Any illusions about this mass “Day of Action” by Britain First members, trailing their coats gloomily through the streets of Wolverhampton were quickly shattered when a bemused business owner asked why there were people carrying crosses.
“It’s a secret ‘day of action’”, Paul Golding said as if this would explain why his followers would be prepared to put themselves through such ritual humiliation.
Paul Golding didn’t like that his “secret day of action” wasn’t much of a secret
As they tried their best to march on behind their crosses into town – with some local residents shouting them down – their numbers were already starting to dwindle.

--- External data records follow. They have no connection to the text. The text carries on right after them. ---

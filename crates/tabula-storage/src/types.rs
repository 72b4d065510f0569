use chrono::{DateTime, Utc};
use serde::{Deserialize, Serialize};
use uuid::Uuid;

/// A stored template: one organization's discovered schema carrier.
#[derive(Debug, Clone, PartialEq, Serialize, Deserialize)]
pub struct TemplateMeta {
    pub id: Uuid,
    pub organization_id: Uuid,
    pub name: String,
    pub original_filename: Option<String>,
    /// Number of header rows; data starts at `data_start_row` (0-based).
    pub header_rows: u32,
    pub data_start_row: u32,
    pub created_at: DateTime<Utc>,
    pub updated_at: DateTime<Utc>,
}

/// One captured header cell: its text plus its resolved style as opaque
/// JSON. The JSON shape belongs to the xlsx layer; storage round-trips it.
#[derive(Debug, Clone, PartialEq, Serialize, Deserialize)]
pub struct StyleCell {
    pub row: u32,
    pub col: u32,
    pub value: String,
    pub style: serde_json::Value,
}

It only took just over 5 minutes before one of these brave Christian soldiers was arrested.
Luckily it’s a short trip back to Wolverhampton police station
Once into town Britain First split into three definable groups: Paul Golding, Jayda Fransen and their close associates taking selfies and talking among themselves, the meatheads providing security with one of them going so far as wearing an anti-stab vest and the unimportant underlings trying to hand out anti-immigration leaflets to thoroughly confused onlookers.
Chatting away the sound of local people telling them to politely take their bigotry elsewhere
Approximately 50 police were present on the high street trying to keep the peace on what should have been a lovely day of sunshine in the city centre.
A local food vendor complained that he was looking forward to a good days business after several weekends of rain, only to have a hateful mob wreck the prospect. A police officer said in exasperation: “I’ve got so much other stuff I could be doing”.
Bizarrely, Golding thought the best way to get through to local people was to antagonise them, referring to them as “the smelly unwashed”. The great irony being that Golding would be in need of a wash after several eggs found their target!
Ultimately, most Wulfrunians did not know who this mob was and why anyone would look so angry on a sunny day. A few people, figuring they might be the KKK, merely shook their heads and got on with shopping.
The Bishop of Wolverhampton, Rt. Revd Clive Gregory called out these fake Christians, labelling their bigotry as a “kind of blasphemy”, a term endorsed by the Church of England, The Methodist Church and the Christian Partnership Project in Wolverhampton. No amount of religious icons could hide what they were – a pathetic, violent hate group, embarrassingly laughed out of a town that didn’t buy their message of division.
The sorry mob of Britain First were surrounded on all sides by police and residents ironically telling them to go back to where they came from
As with everyone else, Golding & Co finally grew bored and trudged disconsolately back to the parking lot perhaps wondering why they picked one of the most diverse cities in the UK as the location of the embarrassing fiasco they christened a “Day of Action”.
Golding, wondering which local person successfully hit him with an egg
Johnny, a local business owner, put it best after it was explained to him that Britain First were an Islamophobic hate group: “They hate Muslims? I just want to make mixed grill.”